Ia mengatakan bahwa untuk bulan Januari 2020, belum ada calon PMI yang diberangkatkan menuju China. Apabila ditemukan ada calon PMI yang mendaftar, untuk keberangkatannya akan ditahan sementara waktu.

Baca juga: Menlu: evakuasi WNI dari Wuhan dilakukan dalam 24 jam

Adapun asal dari 37 PMI diantaranya lima orang berasal dari Badung, empat orang dari Bangli, lima dari Buleleng, dua orang dari Kota Denpasar, sebanyak 12 orang dari Gianyar, ada empat dari Jembrana, satu orang dari Karangasem, satu orang berasal dari Klungkung dan dua lainnya dari Tabanan serta satu orang lagi berasal dari Banyuwangi.
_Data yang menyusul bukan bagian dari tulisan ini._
//! Login page.

use leptos::*;
use leptos_router::use_navigate;

use crate::state::AppState;

#[component]
pub fn LoginPage() -> impl IntoView {
    let state = use_context::<AppState>().expect("AppState no provisto");
    let navigate = use_navigate();

    let (email, set_email) = create_signal(String::new());
    let (password, set_password) = create_signal(String::new());
    let (error, set_error) = create_signal(Option::<String>::None);
    let (enviando, set_enviando) = create_signal(false);

    let ingresar = move |ev: leptos::ev::SubmitEvent| {
        ev.prevent_default();
        let state = state.clone();
        let navigate = navigate.clone();
        let mail = email.get();
        let pass = password.get();
        set_enviando.set(true);
        set_error.set(None);
        spawn_local(async move {
            match state.iniciar_sesion(&mail, &pass).await {
                Ok(()) => navigate("/", Default::default()),
                Err(e) => set_error.set(Some(e.to_string())),
            }
            set_enviando.set(false);
        });
    };

    view! {
        <div class="min-h-screen bg-slate-50 flex items-center justify-center px-4">
            <div class="w-full max-w-sm">
                <div class="text-center mb-6">
                    <h1 class="text-3xl font-bold text-[#5fb3b0]">"Dentissta"</h1>
                    <p class="text-slate-500 text-sm mt-1">"Gestión del consultorio"</p>
                </div>
                <form class="bg-white rounded-xl shadow p-6 space-y-4" on:submit=ingresar>
                    <div class="space-y-1">
                        <label class="text-sm text-slate-600">"Email"</label>
                        <input
                            type="email"
                            class="w-full px-3 py-2 rounded-lg border border-slate-200 text-sm focus:outline-none focus:ring-2 focus:ring-[#5fb3b0]"
                            prop:value=move || email.get()
                            on:input=move |e| set_email.set(event_target_value(&e))
                        />
                    </div>
                    <div class="space-y-1">
                        <label class="text-sm text-slate-600">"Contraseña"</label>
                        <input
                            type="password"
                            class="w-full px-3 py-2 rounded-lg border border-slate-200 text-sm focus:outline-none focus:ring-2 focus:ring-[#5fb3b0]"
                            prop:value=move || password.get()
                            on:input=move |e| set_password.set(event_target_value(&e))
                        />
                    </div>
                    {move || error.get().map(|e| view! {
                        <div class="p-3 bg-red-50 border border-red-200 rounded-lg text-red-600 text-sm">
                            {e}
                        </div>
                    })}
                    <button
                        type="submit"
                        class="w-full py-2 rounded-lg bg-[#5fb3b0] hover:bg-[#4a9a97] text-white text-sm font-medium transition-colors disabled:opacity-50"
                        disabled=move || enviando.get()
                    >
                        {move || if enviando.get() { "Ingresando..." } else { "Ingresar" }}
                    </button>
                    <p class="text-xs text-slate-400 text-center">
                        "Demo: admin@dentissta.com / admin123"
                    </p>
                </form>
            </div>
        </div>
    }
}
Sedangkan untuk sektor pekerjaannya, yaitu sebanyak 13 untuk sektor terapis spa, sembilan orang PMI sektor terapis, 11 orang sektor bamboo worker, satu orang sebagai spa trainer, satu operation manager, satu orang sales manager dan satu orang asisten manajer.

Selain itu, terkait dengan keluarga para PMI yang berangkat ke China hingga saat ini, kata dia belum mendatangi kantor BP3TKI.

"Belum ada dari pihak keluarga yang menanyakan, ada kemungkinan para PMI sudah berkomunikasi langsung dengan keluarga masing - masing," katanya.

Ia mengatakan bahwa biaya pemulangan para PMI di China, sudah disiapkan oleh Pemerintah Pusat jika ada yang dipulangkan namun sementara ini melihat kondisi jalur penerbangan yang ditutup.